Is CDMA set to trounce competing mobile-phone standards over the next few years?
Stewart Alsop provides the 50,000-foot view in Fortune: My Outrageous Cellular Call "Virtually no one is willing to predict that CDMA will unseat GSM. Except me."
Steven Den Beste provides the technical, business, and political nitty-gritty at TCS: Told You So...
Arnold Kling notes that technology that makes laws easier to enforce will draw attention to those laws which we don't really want to be consistently enforced -- laws he terms legamorons. He writes:
I would argue that many laws are the legal equivalent of oxymorons - legamorons, if you will. A legamoron is any law that could not stand up under widespread enforcement. Laws against marijuana use are a prime example. Rigorous enforcement of these laws on middle-class college campuses would cause a furor.
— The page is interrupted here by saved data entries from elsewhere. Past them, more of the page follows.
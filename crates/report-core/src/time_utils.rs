use std::sync::OnceLock;

use chrono::{DateTime, Datelike, LocalResult, NaiveDateTime, TimeZone};
use chrono_tz::Tz;
use regex::Regex;
use tracing::{debug, warn};

use crate::error::{ReportError, Result};

/// The single zone every report timestamp is interpreted in.
pub const REPORT_TIMEZONE: Tz = chrono_tz::America::Halifax;

/// Canonical text form, e.g. `2016-06-29 07:22:30 ADT`.
pub const TIMESTAMP_FORMAT: &str = "%Y-%m-%d %H:%M:%S %Z";

const LOCAL_FORMAT: &str = "%Y-%m-%d %H:%M:%S";

const MAX_YEAR: i32 = 9999;

fn timestamp_pattern() -> &'static Regex {
    static PATTERN: OnceLock<Regex> = OnceLock::new();
    PATTERN.get_or_init(|| {
        Regex::new(r"^(\d{4}-\d{2}-\d{2} \d{2}:\d{2}:\d{2}) ([A-Za-z]{2,5})$")
            .expect("regex is valid")
    })
}

// ── TimeCodec ─────────────────────────────────────────────────────────────────

/// Converts between epoch milliseconds and the canonical timestamp text.
///
/// The offset always comes from the codec's zone. The abbreviation at the end
/// of the text is only looked at when a wall-clock time occurs twice (the
/// autumn transition), to choose which of the two instants was meant.
#[derive(Debug, Clone, Copy)]
pub struct TimeCodec {
    tz: Tz,
}

impl Default for TimeCodec {
    fn default() -> Self {
        Self::new()
    }
}

impl TimeCodec {
    /// A codec bound to [`REPORT_TIMEZONE`].
    pub fn new() -> Self {
        Self { tz: REPORT_TIMEZONE }
    }

    /// `true` when `epoch_millis` falls on a local year in `0000..=9999`,
    /// the range the four-digit canonical text can express.
    pub fn is_representable(&self, epoch_millis: i64) -> bool {
        self.local(epoch_millis)
            .map(|dt| (0..=MAX_YEAR).contains(&dt.year()))
            .unwrap_or(false)
    }

    /// Render `epoch_millis` as `YYYY-MM-DD HH:MM:SS ZZZ` in the codec zone.
    ///
    /// Sub-second precision is dropped. Values outside
    /// [`is_representable`](Self::is_representable) are rendered as the raw
    /// number; parsers reject such values up front.
    pub fn encode(&self, epoch_millis: i64) -> String {
        match self.local(epoch_millis) {
            Some(dt) if (0..=MAX_YEAR).contains(&dt.year()) => {
                dt.format(TIMESTAMP_FORMAT).to_string()
            }
            _ => {
                warn!("TimeCodec: epoch {} is out of range", epoch_millis);
                epoch_millis.to_string()
            }
        }
    }

    fn local(&self, epoch_millis: i64) -> Option<DateTime<Tz>> {
        DateTime::from_timestamp_millis(epoch_millis).map(|utc| utc.with_timezone(&self.tz))
    }

    /// Parse canonical timestamp text into epoch milliseconds.
    pub fn decode(&self, text: &str) -> Result<i64> {
        let caps = timestamp_pattern().captures(text.trim()).ok_or_else(|| {
            ReportError::TimestampParse(format!(
                "\"{}\" does not match YYYY-MM-DD HH:MM:SS ZZZ",
                text
            ))
        })?;

        let local = NaiveDateTime::parse_from_str(&caps[1], LOCAL_FORMAT)
            .map_err(|e| ReportError::TimestampParse(format!("\"{}\": {}", text, e)))?;
        let zone_tag = &caps[2];

        let resolved = match self.tz.from_local_datetime(&local) {
            LocalResult::Single(dt) => dt,
            LocalResult::Ambiguous(earliest, latest) => {
                if abbreviation(&latest).eq_ignore_ascii_case(zone_tag) {
                    latest
                } else {
                    earliest
                }
            }
            LocalResult::None => {
                return Err(ReportError::TimestampParse(format!(
                    "\"{}\" does not exist in {}",
                    text,
                    self.tz.name()
                )));
            }
        };

        if !abbreviation(&resolved).eq_ignore_ascii_case(zone_tag) {
            debug!(
                "TimeCodec: zone tag \"{}\" in \"{}\" ignored, using {}",
                zone_tag,
                text,
                self.tz.name()
            );
        }

        Ok(resolved.timestamp_millis())
    }
}

fn abbreviation(dt: &DateTime<Tz>) -> String {
    dt.format("%Z").to_string()
}

// ── Tests ──────────────────────────────────────────────────────────────────────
There are many other legamorons, where we have become accustomed to low levels of enforcement.
immigration laws
laws against sexual harassment
laws against betting on sports
speed limits
software licenses
laws against music sharing
laws requiring people to pay social security taxes for household workers
In fact, the entire tax system could be viewed as a legamoron. Congress deliberately underfunds the computer systems and audit department of the IRS. Otherwise, if households and businesses had to get everything on their returns exactly right, the cost of tax compliance probably would eat up the entire Gross Domestic Product, and there would be nothing left to tax.
Better enforcement technology, as in the trackable society, would cause us to rethink our legamorons.
I hope we could jettison those laws which would be untenable if consistently enforced! But I worry: both hypocrisy and selective enforcement (against disfavored groups) are deeply ingrained habits of our society. We might get both legamorons and oppressive levels of enforcement.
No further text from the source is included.